The late Bernie Banton (right) and then-secretary of the ACTU, Greg Combet, led the campaign against James Hardie Industries on behalf of workers who had contracted asbestos-related diseases. Banton died in 2007.Credit: Rob Homer
The company did not consider health warnings at the end of the 1970s.
James Hardie maintained its status as the poster boy for bad corporate behaviour into the current century.
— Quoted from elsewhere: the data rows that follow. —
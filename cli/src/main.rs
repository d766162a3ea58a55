//! CLI for the Portfolio Showcase engine.
//!
//! Builds a complete portfolio page from a GitHub handle's public
//! repositories, manages the persisted theme preference, and relays contact
//! messages through the configured email service.

use clap::{Parser, Subcommand};
use portfolio_showcase::{
    ContactMessage, FilePreferences, RelayClient, RunSummary, Runner, RunnerConfig, SiteConfig,
    Theme, ThemeController,
};
use std::path::PathBuf;
use std::process::ExitCode;
use tracing::error;
use tracing_subscriber::{fmt, prelude::*, EnvFilter};

/// Portfolio Showcase - Build a portfolio page from a GitHub profile.
#[derive(Parser, Debug)]
#[command(author, version, about, long_about = None)]
struct Args {
    /// Path to the site configuration file.
    #[arg(long, default_value = "portfolio.toml")]
    config: PathBuf,

    /// Path to the preference state file.
    #[arg(long, default_value = "preferences.toml")]
    state: PathBuf,

    #[command(subcommand)]
    command: Command,
}

#[derive(Subcommand, Debug)]
enum Command {
    /// Fetch repositories and write the rendered page.
    Build {
        /// Output path for the rendered page.
        #[arg(long, default_value = "index.html")]
        output: PathBuf,

        /// Force a theme ("light" or "dark") instead of the stored preference.
        #[arg(long)]
        theme: Option<String>,

        /// GitHub Personal Access Token for a higher rate limit.
        #[arg(long, env = "GITHUB_TOKEN")]
        token: Option<String>,
    },

    /// Read or change the persisted theme preference.
    Theme {
        #[command(subcommand)]
        action: ThemeAction,
    },

    /// Relay a contact message through the configured email service.
    Send {
        /// Sender name.
        #[arg(long)]
        name: String,

        /// Sender email address.
        #[arg(long)]
        email: String,

        /// Message body.
        #[arg(long)]
        message: String,
    },
}

#[derive(Subcommand, Debug)]
enum ThemeAction {
    /// Print the stored preference.
    Get,
    /// Persist a preference ("light" or "dark").
    Set { value: String },
    /// Flip the stored preference and print the new value.
    Toggle,
}

#[tokio::main]
async fn main() -> ExitCode {
    // Initialize tracing
    init_tracing();

    // Parse arguments
    let args = Args::parse();

    // Run the main logic
    match run(args).await {
        Ok(code) => code,
        Err(e) => {
            error!(error = %e, "Critical failure");
            ExitCode::from(2)
        }
    }
}

/// Initializes tracing with environment filter support.
///
/// Sets up the global tracing subscriber with:
/// - Compact log formatting (single-line output)
/// - Log level filtering via `RUST_LOG` env var (defaults to "info")
fn init_tracing() {
    tracing_subscriber::registry()
        // Use compact formatting without module target paths for cleaner output
        .with(fmt::layer().compact().with_target(false))
        // Allow runtime log filtering via RUST_LOG env var (e.g., RUST_LOG=debug)
        // Falls back to "info" level if RUST_LOG is not set or invalid
        .with(EnvFilter::try_from_default_env().unwrap_or_else(|_| EnvFilter::new("info")))
        // Register as the global default subscriber
        .init();
}

/// Main execution logic.
async fn run(args: Args) -> Result<ExitCode, Box<dyn std::error::Error>> {
    match args.command {
        Command::Build {
            output,
            theme,
            token,
        } => {
            let site = SiteConfig::load(&args.config)?;
            let mut config = RunnerConfig::new(site, output)
                .with_state_path(args.state)
                .with_token(token);
            if let Some(theme) = theme {
                config = config.with_theme_override(theme.parse::<Theme>()?);
            }

            let runner = Runner::new(config)?;
            let summary = runner.run().await?;
            print_summary(&summary);

            if summary.all_success() {
                Ok(ExitCode::from(0))
            } else {
                Ok(ExitCode::from(1))
            }
        }

        Command::Theme { action } => {
            let mut controller = ThemeController::new(Box::new(FilePreferences::new(args.state)));
            match action {
                ThemeAction::Get => println!("{}", controller.preference()),
                ThemeAction::Set { value } => {
                    controller.set_preference(value.parse::<Theme>()?);
                }
                ThemeAction::Toggle => {
                    let next = controller.preference().opposite();
                    controller.set_preference(next);
                    println!("{next}");
                }
            }
            Ok(ExitCode::from(0))
        }

        Command::Send {
            name,
            email,
            message,
        } => {
            let site = SiteConfig::load(&args.config)?;
            let relay_config = site
                .relay
                .clone()
                .ok_or("no [relay] section in the site configuration")?;

            let relay = RelayClient::new(relay_config)?;
            relay
                .send(&ContactMessage {
                    from_name: name,
                    from_email: email,
                    message,
                })
                .await?;

            println!("Message sent!");
            Ok(ExitCode::from(0))
        }
    }
}

/// Prints the final build summary.
fn print_summary(summary: &RunSummary) {
    println!("\nSummary:");
    println!("  Theme: {}", summary.theme);

    if summary.fetch_failed {
        println!("  Projects: FAILED to load (error notice rendered)");
    } else {
        println!("  Repositories fetched: {}", summary.repositories_fetched);
        println!("  Web cards: {}", summary.web_count);
        println!("  Mobile cards: {}", summary.mobile_count);
    }
}
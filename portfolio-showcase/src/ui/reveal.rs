//! Scroll-reveal observation.
//!
//! Elements are registered once for the life of the page and never torn
//! down. An intersection re-applies the same visual marker, so repeated
//! sightings of the same element are harmless.

use crate::surface::RenderSurface;
use std::collections::HashSet;

/// Tracks which elements participate in scroll reveal.
#[derive(Debug, Default)]
pub struct RevealObserver {
    observed: HashSet<String>,
}

impl RevealObserver {
    /// Creates an observer with no registered elements.
    #[must_use]
    pub fn new() -> Self {
        Self::default()
    }

    /// Registers an element for reveal.
    pub fn observe(&mut self, element_id: impl Into<String>) {
        self.observed.insert(element_id.into());
    }

    /// Returns whether an element is registered.
    #[must_use]
    pub fn is_observed(&self, element_id: &str) -> bool {
        self.observed.contains(element_id)
    }

    /// Handles an intersection sighting: registered elements get the
    /// revealed marker, unknown ids are ignored.
    pub fn intersect(&self, element_id: &str, surface: &mut dyn RenderSurface) {
        if self.observed.contains(element_id) {
            surface.mark_revealed(element_id);
        }
    }
}
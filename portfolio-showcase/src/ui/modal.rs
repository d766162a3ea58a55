//! Detail-view overlay state.

use crate::cards;
use crate::repos::RepoRecord;
use crate::surface::RenderSurface;

/// Holds the single detail overlay.
///
/// At most one view exists at a time; opening over an existing view replaces
/// it in place. Page scroll is suppressed while a view is open and restored
/// on close.
#[derive(Debug, Default)]
pub struct ModalState {
    open: bool,
}

impl ModalState {
    /// Creates a closed modal.
    #[must_use]
    pub fn new() -> Self {
        Self::default()
    }

    /// Returns whether a detail view is currently open.
    #[must_use]
    pub fn is_open(&self) -> bool {
        self.open
    }

    /// Opens the detail view for a record.
    pub fn open(&mut self, record: &RepoRecord, surface: &mut dyn RenderSurface) {
        let hue = cards::hue(&record.name);
        let view = cards::detail_view(record, hue);
        surface.set_modal(Some(view.to_html()));
        surface.set_scroll_locked(true);
        self.open = true;
    }

    /// Closes the detail view and restores scrolling. Harmless when already
    /// closed.
    pub fn close(&mut self, surface: &mut dyn RenderSurface) {
        surface.set_modal(None);
        surface.set_scroll_locked(false);
        self.open = false;
    }
}
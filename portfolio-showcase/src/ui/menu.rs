//! Mobile navigation panel state.

use crate::surface::{Icon, RenderSurface};

/// Holds the hamburger menu panel.
#[derive(Debug, Default)]
pub struct MenuState {
    open: bool,
}

impl MenuState {
    /// Creates a closed menu.
    #[must_use]
    pub fn new() -> Self {
        Self::default()
    }

    /// Returns whether the panel is open.
    #[must_use]
    pub fn is_open(&self) -> bool {
        self.open
    }

    /// Flips the panel and swaps the hamburger icon.
    pub fn toggle(&mut self, surface: &mut dyn RenderSurface) {
        self.open = !self.open;
        surface.set_menu_open(self.open);
        surface.set_menu_icon(if self.open { Icon::Close } else { Icon::Bars });
    }

    /// Closes the panel, e.g. after following a nav link.
    pub fn close(&mut self, surface: &mut dyn RenderSurface) {
        self.open = false;
        surface.set_menu_open(false);
        surface.set_menu_icon(Icon::Bars);
    }
}

#[cfg(test)]
mod tests {
    use super::*;
    use crate::surface::BufferSurface;

    #[test]
    fn toggle_opens_then_closes() {
        let mut menu = MenuState::new();
        let mut surface = BufferSurface::new();

        menu.toggle(&mut surface);
        assert!(menu.is_open());
        assert!(surface.menu_open);
        assert_eq!(surface.menu_icon, Some(Icon::Close));

        menu.toggle(&mut surface);
        assert!(!menu.is_open());
        assert!(!surface.menu_open);
        assert_eq!(surface.menu_icon, Some(Icon::Bars));
    }

    #[test]
    fn close_resets_even_when_open() {
        let mut menu = MenuState::new();
        let mut surface = BufferSurface::new();

        menu.toggle(&mut surface);
        menu.close(&mut surface);

        assert!(!menu.is_open());
        assert_eq!(surface.menu_icon, Some(Icon::Bars));
    }
}
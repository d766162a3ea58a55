//! Orchestrates a full page build.
//!
//! One run mirrors one page load: apply the persisted theme, fetch the
//! listing once, populate the galleries (or render the inline error state),
//! wrap everything in the shell, and write the document out.

use crate::config::{ConfigError, SiteConfig};
use crate::gallery;
use crate::page::{PageData, PageError, PageRenderer};
use crate::repos;
use crate::surface::{BufferSurface, Region};
use crate::theme::{FilePreferences, Theme, ThemeController};
use crate::ui::RevealObserver;
use octocrab::Octocrab;
use std::path::{Path, PathBuf};
use tracing::{error, info};

/// Configuration for one build run.
#[derive(Debug, Clone)]
pub struct RunnerConfig {
    /// Site settings.
    site: SiteConfig,
    /// GitHub token; anonymous access works but is rate-limited harder.
    token: Option<String>,
    /// Where the rendered page is written.
    output_path: PathBuf,
    /// Preference state file.
    state_path: PathBuf,
    /// Theme forced for this run instead of the stored preference.
    theme_override: Option<Theme>,
}

impl RunnerConfig {
    /// Creates a configuration for a run. The preference state defaults to
    /// `preferences.toml` next to the output file.
    pub fn new(site: SiteConfig, output_path: PathBuf) -> Self {
        let state_path = output_path
            .parent()
            .unwrap_or_else(|| Path::new("."))
            .join("preferences.toml");
        Self {
            site,
            token: None,
            output_path,
            state_path,
            theme_override: None,
        }
    }

    /// Sets the GitHub token.
    pub fn with_token(mut self, token: Option<String>) -> Self {
        self.token = token;
        self
    }

    /// Sets a custom preference state path.
    pub fn with_state_path(mut self, state_path: PathBuf) -> Self {
        self.state_path = state_path;
        self
    }

    /// Forces a theme for this run.
    pub fn with_theme_override(mut self, theme: Theme) -> Self {
        self.theme_override = Some(theme);
        self
    }

    /// Returns the site settings.
    pub fn site(&self) -> &SiteConfig {
        &self.site
    }

    /// Returns the output path.
    pub fn output_path(&self) -> &Path {
        &self.output_path
    }

    /// Returns the preference state path.
    pub fn state_path(&self) -> &Path {
        &self.state_path
    }
}

/// Errors that can occur while building the page.
#[derive(Debug, thiserror::Error)]
pub enum RunnerError {
    /// Configuration loading errors.
    #[error(transparent)]
    Config(#[from] ConfigError),

    /// GitHub API client initialization errors.
    #[error(transparent)]
    Octocrab(#[from] octocrab::Error),

    /// Shell template errors.
    #[error(transparent)]
    Page(#[from] PageError),

    /// Output write errors.
    #[error("Failed to write '{path}': {source}")]
    Io {
        path: String,
        #[source]
        source: std::io::Error,
    },
}

/// Summary of a build run.
#[derive(Debug, Clone, Default)]
pub struct RunSummary {
    /// Number of repositories returned by the listing call.
    pub repositories_fetched: usize,

    /// Number of cards rendered into the web region.
    pub web_count: usize,

    /// Number of cards rendered into the mobile region.
    pub mobile_count: usize,

    /// Whether the listing call failed and the error state was rendered.
    pub fetch_failed: bool,

    /// Theme applied to the page.
    pub theme: Theme,
}

impl RunSummary {
    /// Returns true when the page was built without the error state.
    #[must_use]
    pub fn all_success(&self) -> bool {
        !self.fetch_failed
    }
}

/// Orchestrates a full fetch-classify-render run.
pub struct Runner {
    config: RunnerConfig,
    octocrab: Octocrab,
    renderer: PageRenderer,
}

impl Runner {
    /// Builds a runner from the provided configuration.
    ///
    /// # Errors
    ///
    /// Returns [`RunnerError`] if the GitHub client or the shell renderer
    /// cannot be constructed.
    pub fn new(config: RunnerConfig) -> Result<Self, RunnerError> {
        let octocrab = match &config.token {
            Some(token) => Octocrab::builder().personal_token(token.clone()).build()?,
            None => Octocrab::builder().build()?,
        };
        let renderer = PageRenderer::new()?;
        Ok(Self {
            config,
            octocrab,
            renderer,
        })
    }

    /// Executes the full build flow.
    ///
    /// A failed listing call is not fatal: the page is still produced, with
    /// the fixed error notice in both gallery regions, and the summary marks
    /// the failure.
    ///
    /// # Errors
    ///
    /// Returns [`RunnerError`] if the shell cannot be rendered or the output
    /// file cannot be written.
    pub async fn run(&self) -> Result<RunSummary, RunnerError> {
        let mut summary = RunSummary::default();
        let mut surface = BufferSurface::new();
        let mut reveal = RevealObserver::new();

        let mut theme = ThemeController::new(Box::new(FilePreferences::new(
            self.config.state_path.clone(),
        )));
        if let Some(forced) = self.config.theme_override {
            theme.set_preference(forced);
        }
        theme.init(&mut surface);
        summary.theme = theme.applied();

        match repos::fetch_repositories(&self.octocrab, &self.config.site.handle).await {
            Ok(records) => {
                summary.repositories_fetched = records.len();
                let classified = gallery::populate(&records, &mut surface, &mut reveal);
                summary.web_count = classified.web.len();
                summary.mobile_count = classified.mobile.len();
            }
            Err(e) => {
                error!(error = %e, "Unable to load projects");
                gallery::render_load_error(&mut surface);
                summary.fetch_failed = true;
            }
        }

        let title = self.config.site.page_title();
        let html = self.renderer.render(&PageData {
            title: &title,
            handle: &self.config.site.handle,
            theme: summary.theme,
            web_gallery: surface.region(Region::Web),
            mobile_gallery: surface.region(Region::Mobile),
            contact_enabled: self.config.site.relay.is_some(),
        })?;

        std::fs::write(&self.config.output_path, html).map_err(|e| RunnerError::Io {
            path: self.config.output_path.display().to_string(),
            source: e,
        })?;

        info!(
            path = %self.config.output_path.display(),
            web = summary.web_count,
            mobile = summary.mobile_count,
            "Wrote portfolio page"
        );
        Ok(summary)
    }
}
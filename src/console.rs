//! Console front-end commands
//!
//! Parses the lines typed into the interactive front-end.

use crate::settings::{normalize_mapping_input, ControlMode, Direction, Settings, SettingsPatch};
use std::str::FromStr;

pub const HELP: &str = "\
Commands:
  scan                         list paired and nearby devices
  connect <index|address>      connect to a device from the last scan
  disconnect                   close the connection
  press <dir> / release <dir>  hold / let go of a button (continuous mode)
  tap <dir>                    toggle a direction (switch mode)
  mode <continuous|switch>     change the control mode
  vibration <on|off>           toggle haptic feedback
  map <dir> [char]             set the command sent for a direction
  reset                        restore default settings
  status                       show connection and settings
  help                         show this text
  quit                         disconnect and exit
Directions: forward, backward, left, right (map also accepts stop)";

/// One parsed console line
#[derive(Debug, Clone, PartialEq, Eq)]
pub enum ConsoleCommand {
    Scan,
    Connect(String),
    Disconnect,
    Press(Direction),
    Release(Direction),
    Tap(Direction),
    Mode(ControlMode),
    Vibration(bool),
    Map(Direction, String),
    Reset,
    Status,
    Help,
    Quit,
}

impl FromStr for ConsoleCommand {
    type Err = String;

    fn from_str(line: &str) -> Result<Self, Self::Err> {
        let mut words = line.split_whitespace();
        let verb = words.next().ok_or_else(|| "empty command".to_string())?;
        let arg = words.next();

        let need = || arg.ok_or_else(|| format!("'{}' needs an argument", verb));

        let command = match verb.to_ascii_lowercase().as_str() {
            "scan" => ConsoleCommand::Scan,
            "connect" => ConsoleCommand::Connect(need()?.to_string()),
            "disconnect" => ConsoleCommand::Disconnect,
            "press" => ConsoleCommand::Press(need()?.parse()?),
            "release" => ConsoleCommand::Release(need()?.parse()?),
            "tap" => ConsoleCommand::Tap(need()?.parse()?),
            "mode" => ConsoleCommand::Mode(need()?.parse()?),
            "vibration" => match need()?.to_ascii_lowercase().as_str() {
                "on" | "true" => ConsoleCommand::Vibration(true),
                "off" | "false" => ConsoleCommand::Vibration(false),
                other => return Err(format!("expected on/off, got '{}'", other)),
            },
            "map" => {
                let direction = need()?.parse()?;
                ConsoleCommand::Map(direction, words.next().unwrap_or("").to_string())
            }
            "reset" => ConsoleCommand::Reset,
            "status" => ConsoleCommand::Status,
            "help" | "?" => ConsoleCommand::Help,
            "quit" | "exit" => ConsoleCommand::Quit,
            other => return Err(format!("unknown command '{}'", other)),
        };
        Ok(command)
    }
}

impl ConsoleCommand {
    /// The settings change a command asks for, built on top of `current`.
    ///
    /// `None` for commands that do not touch the settings.
    pub fn settings_patch(&self, current: &Settings) -> Option<SettingsPatch> {
        match self {
            ConsoleCommand::Mode(mode) => Some(SettingsPatch::default().mode(*mode)),
            ConsoleCommand::Vibration(enabled) => Some(SettingsPatch::default().vibration(*enabled)),
            ConsoleCommand::Map(direction, text) => {
                let mut mapping = current.button_mapping.clone();
                mapping.set(*direction, normalize_mapping_input(text));
                Some(SettingsPatch::default().mapping(mapping))
            }
            ConsoleCommand::Reset => Some(Settings::default().into()),
            _ => None,
        }
    }
}

#[cfg(test)]
mod tests {
    use super::*;
    use crate::settings::{MemoryStore, PreferenceStore};

    #[test]
    fn parses_control_commands() {
        assert_eq!("press forward".parse::<ConsoleCommand>(), Ok(ConsoleCommand::Press(Direction::Forward)));
        assert_eq!("TAP l".parse::<ConsoleCommand>(), Ok(ConsoleCommand::Tap(Direction::Left)));
        assert_eq!("mode switch".parse::<ConsoleCommand>(), Ok(ConsoleCommand::Mode(ControlMode::Switch)));
        assert_eq!("vibration off".parse::<ConsoleCommand>(), Ok(ConsoleCommand::Vibration(false)));
    }

    #[test]
    fn map_without_char_clears_the_entry() {
        assert_eq!(
            "map stop".parse::<ConsoleCommand>(),
            Ok(ConsoleCommand::Map(Direction::Stop, String::new()))
        );
        assert_eq!(
            "map right x".parse::<ConsoleCommand>(),
            Ok(ConsoleCommand::Map(Direction::Right, "x".to_string()))
        );
    }

    #[test]
    fn rejects_bad_input() {
        assert!("".parse::<ConsoleCommand>().is_err());
        assert!("connect".parse::<ConsoleCommand>().is_err());
        assert!("press up".parse::<ConsoleCommand>().is_err());
        assert!("fly".parse::<ConsoleCommand>().is_err());
    }

    #[test]
    fn every_settings_command_reports_a_failed_save() {
        let storage = MemoryStore::new();
        let prefs = PreferenceStore::new(storage.clone());
        storage.set_fail_writes(true);

        let commands = ["mode switch", "vibration off", "map left a", "reset"];
        for line in commands {
            let command = line.parse::<ConsoleCommand>().unwrap();
            let patch = command.settings_patch(&prefs.get()).expect("settings command");
            assert!(!prefs.save(patch), "{} should fail", line);
        }

        storage.set_fail_writes(false);
        let patch = "map left xa".parse::<ConsoleCommand>().unwrap().settings_patch(&prefs.get()).unwrap();
        assert!(prefs.save(patch));
        assert_eq!(prefs.get().button_mapping.command(Direction::Left), "A");
    }

    #[test]
    fn non_settings_commands_have_no_patch() {
        assert!(ConsoleCommand::Scan.settings_patch(&Settings::default()).is_none());
        assert!(ConsoleCommand::Tap(Direction::Left).settings_patch(&Settings::default()).is_none());
    }
}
This includes skirting its obligations to asbestos victims and the tax office as the group moved its corporate domicile from Australia to the Netherlands in 2001.
James Hardie assured everyone the move was for tax purposes – not to dud its asbestos victims out of compensation payouts.
Years later, the Tax Office made the group cough up a $150 million settlement over its restructure ahead of the Netherlands move.
In 2009, the NSW Supreme Court found James Hardie’s chairman from 2004 to 2007, Meredith Hellicar, and former non-executive directors Michael Brown, Michael Gillfillan, Martin Koffel, Dan O’Brien, Greg Terry and Peter Willcox, approved and issued misleading statements about the adequacy of funding compensation payments to its current and future asbestos victims ahead of its move to the Netherlands.
That same year, with the Netherlands move proving to be a financial and PR disaster, the group decided to move to Ireland – another jurisdiction where it had zero business interests.
In 2010, the NSW government was forced to set up an asbestos compensation fund, primarily funded by James Hardie, to ensure victims received adequate compensation despite the overseas manoeuvres.
And what can James Hardie investors do? Not much.
If they call an extraordinary general meeting to turf the board, it will not take place before the deal concludes. After that, Azek investors will control 26 per cent of James Hardie.
It may help protect the job of James Hardie chair Anne Lloyd, who will stand for re-election at its Dublin annual meeting in August.